Material to process:
>>>

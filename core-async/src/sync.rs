//! Synchronization primitives.
//!
//! The `tokio::sync` channels the dispatcher, handles and event bus are
//! built on, plus `tokio_util`'s cancellation token. Short, non-awaiting
//! critical sections keep using `std::sync::Mutex`.
//!
//! # Examples
//!
//! ```rust
//! use core_async::sync::oneshot;
//!
//! # async fn example() {
//! let (tx, rx) = oneshot::channel();
//! tx.send(7).unwrap();
//! assert_eq!(rx.await.unwrap(), 7);
//! # }
//! ```

pub use tokio::sync::{broadcast, mpsc, oneshot};

pub use tokio_util::sync::CancellationToken;
use thiserror::Error;

#[derive(Error, Debug)]
pub enum CoreError {
    #[error("Session already disposed")]
    Disposed,

    #[error("Runtime error: {0}")]
    Runtime(#[from] core_runtime::Error),

    #[error("Dispatch error: {0}")]
    Dispatch(#[from] core_dispatch::DispatchError),

    #[error("Fetch error: {0}")]
    Fetch(#[from] core_dispatch::FetchError),

    #[error("Host bridge error: {0}")]
    Bridge(#[from] bridge_traits::BridgeError),
}

pub type Result<T> = std::result::Result<T, CoreError>;
impl<E: HostEvent> Drop for Next<E> {
    fn drop(&mut self) {
        if self.resumed {
            return;
        }
        let firing = Arc::clone(&self.firing);
        let index = self.index;
        let context = firing.context.clone();
        let resume = Arc::clone(&firing);
        if firing
            .dispatcher
            .submit(&context, move || resume.run_from(index))
            .is_err()
        {
            firing.done.fail(FetchError::DispatcherClosed);
        }
    }
}

#[cfg(test)]
mod tests {
    use super::*;
    use std::sync::atomic::AtomicBool;
    use std::sync::{mpsc, Mutex};
    use std::time::Duration;

    struct Ping;

    impl HostEvent for Ping {
        const NAME: &'static str = "ping";
    }

    struct Chat {
        cancelled: AtomicBool,
    }

    impl HostEvent for Chat {
        const NAME: &'static str = "chat";

        fn is_cancelled(&self) -> bool {
            self.cancelled.load(Ordering::SeqCst)
        }
    }

    fn registry() -> EventRegistry {
        let dispatcher = ThreadAffinityDispatcher::builder()
            .worker_threads(2)
            .build()
            .unwrap();
        // Everything on Any so tests need no host loop.
        let contracts = ThreadContracts::new(ThreadContext::Any);
        EventRegistry::new(dispatcher, contracts)
    }

    fn wait(handle: &FutureHandle<()>) -> Outcome<()> {
        let (tx, rx) = mpsc::channel();
        handle.on_complete_in(ThreadContext::Any, move |outcome| tx.send(outcome).unwrap());
        rx.recv_timeout(Duration::from_secs(5)).unwrap()
    }

    #[test]
    fn test_priority_then_registration_order() {
        let registry = registry();
        let order = Arc::new(Mutex::new(Vec::new()));

        for (label, priority) in [
            ("monitor", EventPriority::Monitor),
            ("normal-1", EventPriority::Normal),
            ("lowest", EventPriority::Lowest),
            ("normal-2", EventPriority::Normal),
            ("high", EventPriority::High),
        ] {
            let order = Arc::clone(&order);
            registry.register_fn(ListenerOptions::new().priority(priority), move |_: &Ping| {
                order.lock().unwrap().push(label);
            });
        }

        assert!(wait(&registry.fire(Ping, ExecutionType::Concurrent)).is_ok());
        assert_eq!(
            *order.lock().unwrap(),
            vec!["lowest", "normal-1", "normal-2", "high", "monitor"]
        );
    }

    #[test]
    fn test_ignore_cancelled_skips_listener() {
        let registry = registry();
        let seen = Arc::new(Mutex::new(Vec::new()));

        registry.register_fn(ListenerOptions::new().priority(EventPriority::Low), |chat: &Chat| {
            chat.cancelled.store(true, Ordering::SeqCst);
        });
        let skipped = Arc::clone(&seen);
        registry.register_fn(ListenerOptions::new().ignore_cancelled(), move |_: &Chat| {
            skipped.lock().unwrap().push("ignoring");
        });
        let monitor = Arc::clone(&seen);
        registry.register_fn(
            ListenerOptions::new().priority(EventPriority::Monitor),
            move |chat: &Chat| {
                assert!(chat.is_cancelled());
                monitor.lock().unwrap().push("monitor");
            },
        );

        let chat = Chat {
            cancelled: AtomicBool::new(false),
        };
        assert!(wait(&registry.fire(chat, ExecutionType::Concurrent)).is_ok());
        assert_eq!(*seen.lock().unwrap(), vec!["monitor"]);
    }

    #[test]
    fn test_no_listeners_completes_immediately() {
        let registry = registry();
        let handle = registry.fire(Ping, ExecutionType::Consecutive);
        assert!(matches!(handle.peek(), Some(Ok(()))));
    }

    #[test]
    fn test_concurrent_waits_for_every_listener() {
        let registry = registry();
        let gates: Vec<FutureHandle<()>> = (0..3)
            .map(|_| FutureHandle::new(Arc::clone(&registry.dispatcher), ThreadContext::Any))
            .collect();

        for gate in &gates {
            let gate = gate.clone();
            registry.register(move |_: &Ping| gate.clone());
        }

        let done = registry.fire(Ping, ExecutionType::Concurrent);
        gates[0].succeed(());
        gates[2].fail(FetchError::Cancelled);
        std::thread::sleep(Duration::from_millis(20));
        assert!(done.is_pending());

        gates[1].succeed(());
        assert!(wait(&done).is_ok());
    }

    #[test]
    fn test_consecutive_starts_next_after_previous_settles() {
        let registry = registry();
        let first_gate = FutureHandle::new(Arc::clone(&registry.dispatcher), ThreadContext::Any);
        let second_started = Arc::new(AtomicBool::new(false));

        let gate = first_gate.clone();
        registry.register(move |_: &Ping| gate.clone());
        let started = Arc::clone(&second_started);
        registry.register_fn(ListenerOptions::new(), move |_: &Ping| {
            started.store(true, Ordering::SeqCst);
        });

        let done = registry.fire(Ping, ExecutionType::Consecutive);
        std::thread::sleep(Duration::from_millis(20));
        assert!(!second_started.load(Ordering::SeqCst));
        assert!(done.is_pending());

        first_gate.succeed(());
        assert!(wait(&done).is_ok());
        assert!(second_started.load(Ordering::SeqCst));
    }

    #[test]
    fn test_consecutive_continues_past_cancelled_listener() {
        let registry = registry();
        let gate = FutureHandle::new(Arc::clone(&registry.dispatcher), ThreadContext::Any);
        let ran = Arc::new(AtomicBool::new(false));

        let listener_gate = gate.clone();
        registry.register(move |_: &Ping| listener_gate.clone());
        let flag = Arc::clone(&ran);
        registry.register_fn(ListenerOptions::new(), move |_: &Ping| {
            flag.store(true, Ordering::SeqCst);
        });

        let done = registry.fire(Ping, ExecutionType::Consecutive);
        assert!(gate.cancel());
        assert!(wait(&done).is_ok());
        assert!(ran.load(Ordering::SeqCst));
    }

    #[test]
    fn test_panicking_listener_is_contained_and_reported() {
        let bus = EventBus::new(8);
        let mut events = bus.subscribe();
        let registry = registry().with_event_bus(bus);
        let after = Arc::new(AtomicBool::new(false));

        registry.register_fn(ListenerOptions::new(), |_: &Ping| panic!("listener exploded"));
        let flag = Arc::clone(&after);
        registry.register_fn(ListenerOptions::new(), move |_: &Ping| {
            flag.store(true, Ordering::SeqCst);
        });

        assert!(wait(&registry.fire(Ping, ExecutionType::Consecutive)).is_ok());
        assert!(after.load(Ordering::SeqCst));
        match events.try_recv().unwrap() {
            RuntimeEvent::Dispatch(DispatchEvent::HandlerPanicked { context, message }) => {
                assert_eq!(context, "any");
                assert_eq!(message, "listener exploded");
            }
            other => panic!("unexpected event {other:?}"),
        }
    }

    #[test]
    fn test_unregister() {
        let registry = registry();
        let id = registry.register_fn(ListenerOptions::new(), |_: &Ping| {});
        registry.register_fn(ListenerOptions::new(), |_: &Ping| {});
        assert_eq!(registry.listener_count::<Ping>(), 2);

        assert!(registry.unregister(id));
        assert!(!registry.unregister(id));
        assert_eq!(registry.listener_count::<Ping>(), 1);
        assert_eq!(registry.listener_count::<Chat>(), 0);
    }
}
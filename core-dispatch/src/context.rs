//! Thread requirements attached to continuations.

use std::cell::Cell;
use std::fmt;
use std::sync::Arc;

use bridge_traits::host::{HostThread, HostThreadId};

thread_local! {
    static IN_WORKER_SCOPE: Cell<bool> = const { Cell::new(false) };
}

/// Shared reference to a designated host thread.
///
/// Two references are equal when they name the same thread.
#[derive(Clone)]
pub struct HostThreadRef(Arc<dyn HostThread>);

impl HostThreadRef {
    pub fn new(thread: Arc<dyn HostThread>) -> Self {
        Self(thread)
    }

    pub fn id(&self) -> HostThreadId {
        self.0.id()
    }

    /// Platform predicate: does the calling thread satisfy this affinity?
    pub fn is_current(&self) -> bool {
        self.0.is_current()
    }
}

impl PartialEq for HostThreadRef {
    fn eq(&self, other: &Self) -> bool {
        self.id() == other.id()
    }
}

impl Eq for HostThreadRef {}

impl fmt::Debug for HostThreadRef {
    fn fmt(&self, f: &mut fmt::Formatter<'_>) -> fmt::Result {
        f.debug_tuple("HostThreadRef").field(&self.id().as_str()).finish()
    }
}

impl<T: HostThread + 'static> From<Arc<T>> for HostThreadRef {
    fn from(thread: Arc<T>) -> Self {
        Self(thread)
    }
}

impl From<Arc<dyn HostThread>> for HostThreadRef {
    fn from(thread: Arc<dyn HostThread>) -> Self {
        Self(thread)
    }
}

/// Where a piece of work is allowed to run.
#[derive(Clone, Debug, PartialEq, Eq)]
pub enum ThreadContext {
    /// Must run on one specific designated host thread.
    Required(HostThreadRef),
    /// Runs wherever it happens to be resolved or submitted.
    Any,
    /// Must run on a dispatcher worker, off every designated thread.
    Worker,
}

impl ThreadContext {
    /// Whether the calling thread may run work for this context right now.
    pub fn is_satisfied(&self) -> bool {
        match self {
            ThreadContext::Required(thread) => thread.is_current(),
            ThreadContext::Any => true,
            ThreadContext::Worker => WorkerScope::is_active(),
        }
    }

    /// The designated thread, for `Required` contexts.
    pub fn thread(&self) -> Option<&HostThreadRef> {
        match self {
            ThreadContext::Required(thread) => Some(thread),
            _ => None,
        }
    }
}

impl fmt::Display for ThreadContext {
    fn fmt(&self, f: &mut fmt::Formatter<'_>) -> fmt::Result {
        match self {
            ThreadContext::Required(thread) => write!(f, "required({})", thread.id()),
            ThreadContext::Any => f.write_str("any"),
            ThreadContext::Worker => f.write_str("worker"),
        }
    }
}

/// Marks the current thread as executing dispatcher worker work until the
/// guard is dropped. Scopes nest.
pub(crate) struct WorkerScope {
    previous: bool,
}

impl WorkerScope {
    pub(crate) fn enter() -> Self {
        let previous = IN_WORKER_SCOPE.with(|flag| flag.replace(true));
        Self { previous }
    }

    pub(crate) fn is_active() -> bool {
        IN_WORKER_SCOPE.with(Cell::get)
    }
}

impl Drop for WorkerScope {
    fn drop(&mut self) {
        let previous = self.previous;
        IN_WORKER_SCOPE.with(|flag| flag.set(previous));
    }
}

<<<

Exercise aim:
Look through the entries for the string "high". Every line that has it belongs in the answer.

Worked solution:
            ("high", EventPriority::High),
            vec!["lowest", "normal-1", "normal-2", "high", "monitor"]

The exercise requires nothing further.